David Kassan’s artistic process can be seen in his painting “Letter to My Mother” (Figure 1), completed this year. As demonstrated in this painting, Kassan balances likeness and artistry, never sacrificing one in favor of the other. His work goes far beyond mere representation. The sitter is the artist’s mother, Roberta, and she seems uncannily alive; the skin careworn and translucent, eyes downcast, fingers intertwined. The backdrop is characteristically textured, but still simple enough so as to not distract from the figure. Most of Kassan’s work is similarly composed. The simple compositions allow the viewer to experience the model without distractions, bolstering Kassan’s attempt to establish intimacy. His brushwork is all but eliminated, giving the paint on the figure a very photographic feel. Kassan asserts that his softening of the brushstrokes is meant to force the viewer to think “more about the model’s expression and emotion rather than the movement of a brushstroke… You have the viewer and you have the subject of the piece, and I want nothing in between that connection.
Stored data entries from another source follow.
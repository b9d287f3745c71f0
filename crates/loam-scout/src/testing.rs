//! In-process browser double for runtime tests.
//!
//! URLs containing `/slow` hang for an hour and `/delay` take one second
//! before loading; `/broken` then fails navigation and `/gone` reports a lost
//! session. Anything else serves the registered markup (or an empty document).

use std::collections::HashMap;
use std::sync::{Arc, Mutex};
use std::time::Duration;

use async_trait::async_trait;

use crate::page::{Browser, BrowserContext, BrowserLauncher, ContextOptions, ElementData, Page, PageError};
use crate::static_html::select_elements;

#[derive(Debug, Default)]
struct Shared {
    pages: HashMap<String, String>,
    events: Mutex<Vec<String>>,
    fail_close: bool,
}

impl Shared {
    fn record(&self, event: impl Into<String>) {
        self.events.lock().unwrap().push(event.into());
    }
}

#[derive(Debug, Clone, Default)]
pub(crate) struct FakeLauncher {
    shared: Arc<Shared>,
}

pub(crate) struct FakeLauncherBuilder {
    shared: Shared,
}

impl FakeLauncher {
    pub(crate) fn builder() -> FakeLauncherBuilder {
        FakeLauncherBuilder {
            shared: Shared::default(),
        }
    }

    pub(crate) fn events(&self) -> Vec<String> {
        self.shared.events.lock().unwrap().clone()
    }
}

impl FakeLauncherBuilder {
    pub(crate) fn page(mut self, url: &str, markup: &str) -> Self {
        self.shared.pages.insert(url.to_string(), markup.to_string());
        self
    }

    /// Page and context refuse to close; the browser still closes.
    pub(crate) fn failing_close(mut self) -> Self {
        self.shared.fail_close = true;
        self
    }

    pub(crate) fn build(self) -> FakeLauncher {
        FakeLauncher {
            shared: Arc::new(self.shared),
        }
    }
}

#[async_trait]
impl BrowserLauncher for FakeLauncher {
    async fn launch(&self) -> Result<Box<dyn Browser>, PageError> {
        self.shared.record("browser.launch");
        Ok(Box::new(FakeBrowser {
            shared: Arc::clone(&self.shared),
        }))
    }
}

struct FakeBrowser {
    shared: Arc<Shared>,
}

#[async_trait]
impl Browser for FakeBrowser {
    async fn new_context(
        &self,
        _options: &ContextOptions,
    ) -> Result<Box<dyn BrowserContext>, PageError> {
        Ok(Box::new(FakeContext {
            shared: Arc::clone(&self.shared),
        }))
    }

    async fn close(&self) -> Result<(), PageError> {
        self.shared.record("browser.close");
        Ok(())
    }
}

struct FakeContext {
    shared: Arc<Shared>,
}

#[async_trait]
impl BrowserContext for FakeContext {
    async fn new_page(&self) -> Result<Box<dyn Page>, PageError> {
        Ok(Box::new(FakePage {
            shared: Arc::clone(&self.shared),
            html: Mutex::new(String::new()),
        }))
    }

    async fn close(&self) -> Result<(), PageError> {
        self.shared.record("context.close");
        if self.shared.fail_close {
            return Err(PageError::Launch("context wedged".into()));
        }
        Ok(())
    }
}

struct FakePage {
    shared: Arc<Shared>,
    html: Mutex<String>,
}

impl FakePage {
    fn select(&self, selector: &str) -> Result<Vec<ElementData>, PageError> {
        let html = self.html.lock().unwrap().clone();
        select_elements(&html, selector)
    }
}

#[async_trait]
impl Page for FakePage {
    async fn navigate(&self, url: &str) -> Result<(), PageError> {
        self.shared.record(format!("navigate {url}"));
        if url.contains("/slow") {
            tokio::time::sleep(Duration::from_secs(3600)).await;
        }
        if url.contains("/delay") {
            tokio::time::sleep(Duration::from_secs(1)).await;
        }
        if url.contains("/broken") {
            return Err(PageError::Navigation {
                url: url.to_string(),
                reason: "connection reset".into(),
            });
        }
        if url.contains("/gone") {
            return Err(PageError::SessionClosed);
        }
        let markup = match url.strip_prefix("data:text/html,") {
            Some(inline) => inline.to_string(),
            None => self.shared.pages.get(url).cloned().unwrap_or_default(),
        };
        *self.html.lock().unwrap() = markup;
        self.shared.record(format!("loaded {url}"));
        Ok(())
    }

    async fn wait_for_selector(&self, selector: &str, _timeout: Duration) -> Result<(), PageError> {
        if self.select(selector)?.is_empty() {
            return Err(PageError::SelectorNotFound {
                selector: selector.to_string(),
            });
        }
        Ok(())
    }

    async fn text(&self, selector: &str) -> Result<Option<String>, PageError> {
        Ok(self.select(selector)?.into_iter().map(|el| el.text).find(|t| !t.is_empty()))
    }

    async fn query_all(&self, selector: &str) -> Result<Vec<ElementData>, PageError> {
        self.select(selector)
    }

    async fn click(&self, _selector: &str) -> Result<(), PageError> {
        Ok(())
    }

    async fn fill(&self, _selector: &str, _value: &str) -> Result<(), PageError> {
        Ok(())
    }

    async fn scroll_to_bottom(&self) -> Result<(), PageError> {
        Ok(())
    }

    async fn close(&self) -> Result<(), PageError> {
        self.shared.record("page.close");
        if self.shared.fail_close {
            return Err(PageError::Launch("page wedged".into()));
        }
        Ok(())
    }
}

pub(crate) fn chat_markup(first_question: &str) -> String {
    format!(
        r#"<h1>Session</h1>
           <div data-message-author-role="user">{first_question}</div>
           <div data-message-author-role="assistant">Here is an answer.</div>"#
    )
}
I don’t want paint to get in the way of that. I want the paint to prop up this person to be seen, so you can feel their emotion more tangibly and they are in your space”. Kassan is not a painter of flair and fluff- he gets down to the nitty-gritty. The emotional connection established between the viewer and the subject is what is most valued. Kassan’s painting also conflates abstraction and representation. On the surface, his paintings appear photographic- but they are, in a sense, abstracted to fit the artist’s need or message. Kassan often sets his realistic figures against more abstracted backgrounds; for example, in the heavily textured backdrop above the figure in the painting of his mother are Hebrew letters, purposefully breaking up the space; juxtaposed against the figure, this brings the subject forward in the space.

Kassan acts as an intermediary between the subject he portrays and the viewer. His work is more than just artificial representation; the intimacy he establishes allows the viewer to communicate with the subject interpersonally. We are offered a glimpse into the sitter’s psyche, moving us. In Figure 1, Roberta’s stance and her downcast eyes captivate us- every experience, every feeling that the sitter has ever felt is etched in the lines of her face. Most of Kassan’s work is introspective in nature. The power of his paintings is derived from the viewer-sitter relationship. Kassan’s primary objective of capturing the little nuances of emotion and expression is very aptly conveyed in this portrait. As evidenced by Figure 1, Kassan’s handling of oil paint (removal of brushstrokes, the conflation of abstraction and representation) allows him to more effectively represent what he sees. The intricate skin tones, built up slowly and layer upon layer, gives fleshiness to the figure. Through these layers light enters and is reflected back, imbuing the figure with presence and vivacity. His background, which is graphic and fragmentary, textured and tactile, serves as a descriptive patina. In Figure 1, the Hebrew letters hearken back to Kassan’s Jewish heritage. They read: “This painting is my way to spend more time with you”. To the casual observer, who more than likely doesn’t understand Hebrew, these words still have weight. The archaic text lends the painting a certain ambiguity, which both entices and mystifies the viewer, strengthening the subject-viewer experience. As in most of his paintings, the backdrops import a sense of history; both subject and background are integral components in establishing an emotional connection with the viewer. His artistic interjections of self are subtle. Kassan is conscious not to interfere between the subject and viewer; his technique is therefore a means to an end, its goal to enhance the viewer’s experience. Whether we, as the viewers, are aware of Kassan’s personal connection to the model is irrelevant; his paintings are appealing because they are relatable on so many different levels. The viewer is given a glimpse of something that seems tangible and important, and much of this effect is achieved visually, not necessarily thematically.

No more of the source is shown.